Your chances of dying while skiing or snowboarding is extremely low. Statistically speaking, you are 100 times more likely to die canoeing than you are skiing down the slopes. In fact, your chances of dying with your boots on at a ski resort is less than one in a million. That being said, tragedies occur.
After reading over piles of accident reports an interesting fact emerged. The most common skier fatality demographic is a thirty-seven-year-old experienced male skier, wearing a helmet, who loses control on an intermediate, groomed run and hits a tree.
That’s right, the majority of deaths — 54 percent — occurred on blue, groomed runs, while 31 percent were on expert trails.

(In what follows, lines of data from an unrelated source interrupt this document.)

//! Occupancy grid
//!
//! A fixed-size scalar field in [0,1]; cells at or above `SOLID_THRESHOLD`
//! are walls. Generated once per session and immutable afterwards.
//!
//! `generate` is the CPU reference for the GPU pass in
//! `renderer/generate_shader.wgsl`: same pcg4d lattice hash, same smoothstep
//! interpolation, same solid border ring. Tests pin this one; the shader
//! mirrors it.

use glam::Vec2;
use rand::Rng;
use rand_pcg::Pcg32;

use crate::consts::{NOISE_CELL, SOLID_THRESHOLD};

/// Row-major scalar occupancy field
#[derive(Debug, Clone)]
pub struct OccupancyGrid {
    width: u32,
    height: u32,
    cells: Vec<f32>,
}

impl OccupancyGrid {
    /// Wrap an already-generated field (e.g. a GPU readback). The cell count
    /// must match the dimensions; the generator validates before calling.
    pub fn from_cells(width: u32, height: u32, cells: Vec<f32>) -> Self {
        debug_assert_eq!(cells.len(), (width * height) as usize);
        Self {
            width,
            height,
            cells,
        }
    }

    /// Generate the reference field for `seed`
    pub fn generate(width: u32, height: u32, seed: u64) -> Self {
        let mut cells = Vec::with_capacity((width * height) as usize);
        for y in 0..height {
            for x in 0..width {
                cells.push(cell_value(x, y, width, height, seed));
            }
        }
        Self {
            width,
            height,
            cells,
        }
    }

    pub fn width(&self) -> u32 {
        self.width
    }

    pub fn height(&self) -> u32 {
        self.height
    }

    /// Raw occupancy values, row-major (bound to the GPU for sampling)
    pub fn cells(&self) -> &[f32] {
        &self.cells
    }

    /// Occupancy value at a cell; out of bounds reads as 0 (open)
    #[inline]
    pub fn value_at(&self, x: i32, y: i32) -> f32 {
        if x < 0 || y < 0 || x >= self.width as i32 || y >= self.height as i32 {
            return 0.0;
        }
        self.cells[y as usize * self.width as usize + x as usize]
    }

    /// Whether a cell is a wall. Out-of-bounds cells are open; the border
    /// ring the generator writes is what actually fences the playfield.
    #[inline]
    pub fn is_solid(&self, x: i32, y: i32) -> bool {
        self.value_at(x, y) >= SOLID_THRESHOLD
    }

    /// Pick an open cell center to spawn the player on. Rejection-samples the
    /// interior, then falls back to a row-major scan, then to the grid center
    /// (only reachable on a degenerate all-solid field).
    pub fn find_spawn(&self, rng: &mut Pcg32) -> Vec2 {
        const MAX_ATTEMPTS: u32 = 1024;

        if self.width > 2 && self.height > 2 {
            for _ in 0..MAX_ATTEMPTS {
                let x = rng.random_range(1..self.width - 1) as i32;
                let y = rng.random_range(1..self.height - 1) as i32;
                if !self.is_solid(x, y) {
                    return cell_center(x, y);
                }
            }
        }

        for y in 1..self.height.saturating_sub(1) as i32 {
            for x in 1..self.width.saturating_sub(1) as i32 {
                if !self.is_solid(x, y) {
                    return cell_center(x, y);
                }
            }
        }

        cell_center(self.width as i32 / 2, self.height as i32 / 2)
    }
}

#[inline]
fn cell_center(x: i32, y: i32) -> Vec2 {
    Vec2::new(x as f32 + 0.5, y as f32 + 0.5)
}

/// 4D PCG hash (Jarzynski/Olano family). The WGSL generator runs the exact
/// same sequence in u32 arithmetic.
fn pcg4d(mut v: [u32; 4]) -> [u32; 4] {
    for c in v.iter_mut() {
        *c = c.wrapping_mul(1664525).wrapping_add(1013904223);
    }
    v[0] = v[0].wrapping_add(v[1].wrapping_mul(v[3]));
    v[1] = v[1].wrapping_add(v[2].wrapping_mul(v[0]));
    v[2] = v[2].wrapping_add(v[0].wrapping_mul(v[1]));
    v[3] = v[3].wrapping_add(v[1].wrapping_mul(v[2]));
    for c in v.iter_mut() {
        *c ^= *c >> 16;
    }
    v[0] = v[0].wrapping_add(v[1].wrapping_mul(v[3]));
    v[1] = v[1].wrapping_add(v[2].wrapping_mul(v[0]));
    v[2] = v[2].wrapping_add(v[0].wrapping_mul(v[1]));
    v[3] = v[3].wrapping_add(v[1].wrapping_mul(v[2]));
    v
}

/// Hash a noise lattice point to [0,1]
#[inline]
fn lattice_value(lx: u32, ly: u32, seed: u64) -> f32 {
    let h = pcg4d([lx, ly, seed as u32, (seed >> 32) as u32]);
    h[0] as f32 / u32::MAX as f32
}

#[inline]
fn fade(t: f32) -> f32 {
    t * t * (3.0 - 2.0 * t)
}

/// Occupancy of a single cell: smoothed value noise on a NOISE_CELL lattice,
/// with the outermost ring forced solid.
fn cell_value(x: u32, y: u32, width: u32, height: u32, seed: u64) -> f32 {
    if x == 0 || y == 0 || x == width - 1 || y == height - 1 {
        return 1.0;
    }

    let lx = x / NOISE_CELL;
    let ly = y / NOISE_CELL;
    let fx = fade((x % NOISE_CELL) as f32 / NOISE_CELL as f32);
    let fy = fade((y % NOISE_CELL) as f32 / NOISE_CELL as f32);

    let v00 = lattice_value(lx, ly, seed);
    let v10 = lattice_value(lx + 1, ly, seed);
    let v01 = lattice_value(lx, ly + 1, seed);
    let v11 = lattice_value(lx + 1, ly + 1, seed);

    let top = v00 + (v10 - v00) * fx;
    let bottom = v01 + (v11 - v01) * fx;
    top + (bottom - top) * fy
}

#[cfg(test)]
mod tests {
    use super::*;
    use rand::SeedableRng;

    #[test]
    fn generation_is_deterministic_for_seed() {
        let a = OccupancyGrid::generate(64, 64, 0xDEAD_BEEF);
        let b = OccupancyGrid::generate(64, 64, 0xDEAD_BEEF);
        assert_eq!(a.cells(), b.cells());
    }

    #[test]
    fn different_seeds_differ() {
        let a = OccupancyGrid::generate(64, 64, 1);
        let b = OccupancyGrid::generate(64, 64, 2);
        assert_ne!(a.cells(), b.cells());
    }

    #[test]
    fn values_stay_in_unit_range() {
        let grid = OccupancyGrid::generate(64, 64, 42);
        assert!(grid.cells().iter().all(|&v| (0.0..=1.0).contains(&v)));
    }

    #[test]
    fn border_ring_is_solid() {
        let grid = OccupancyGrid::generate(32, 32, 7);
        for i in 0..32 {
            assert!(grid.is_solid(i, 0));
            assert!(grid.is_solid(i, 31));
            assert!(grid.is_solid(0, i));
            assert!(grid.is_solid(31, i));
        }
    }

    #[test]
    fn out_of_bounds_reads_open() {
        let grid = OccupancyGrid::generate(16, 16, 3);
        assert!(!grid.is_solid(-1, 4));
        assert!(!grid.is_solid(4, -1));
        assert!(!grid.is_solid(16, 4));
        assert!(!grid.is_solid(4, 16));
        assert_eq!(grid.value_at(-5, -5), 0.0);
    }

    #[test]
    fn spawn_lands_on_open_cell() {
        let grid = OccupancyGrid::generate(64, 64, 99);
        let mut rng = Pcg32::seed_from_u64(99);
        let spawn = grid.find_spawn(&mut rng);
        let (x, y) = (spawn.x.floor() as i32, spawn.y.floor() as i32);
        assert!(!grid.is_solid(x, y));
        // Center of the cell, not a corner
        assert_eq!(spawn.x.fract(), 0.5);
        assert_eq!(spawn.y.fract(), 0.5);
    }

    #[test]
    fn spawn_scan_fallback_on_mostly_solid_field() {
        // Every interior cell solid except one; rejection sampling may miss
        // it, the scan must not.
        let (w, h) = (16u32, 16u32);
        let mut cells = vec![1.0f32; (w * h) as usize];
        cells[(5 * w + 9) as usize] = 0.0;
        let grid = OccupancyGrid::from_cells(w, h, cells);
        let mut rng = Pcg32::seed_from_u64(0);
        let spawn = grid.find_spawn(&mut rng);
        assert_eq!(spawn, Vec2::new(9.5, 5.5));
    }
}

7 Surprising Facts About Ski Deaths & Injuries
- The most typical skier death in CO is a thirty-seven years old experienced male skier wearing a helmet who loses control on an intermediate, groomed run and hits a tree.
- The majority of deaths — 54 percent — occurred on blue, groomed runs, while 31 percent were on expert trails.
- The increase in the number of people who wear helmets hasn’t resulted in fewer fatalities. Helmets are designed to protect riders at about 12 mph, while a skier or snowboarder who collides with a tree or another rider is typically going 25 to 40 mph.
- More than 80 percent of ski deaths in Colorado are men.
- 39 skiers and snowboarders perished at US ski areas during the 2015-16 season. That falls inline with the 10-year industry average of 38 fatalities per season.
- Researchers at Johns Hopkins recently estimated that about 600,000 people nationally are injured each year as a result of skiing and snowboarding.
- Estimates are that about two injuries occur per 1,000 skier visits — a decrease of 50 percent since the mid-1970s.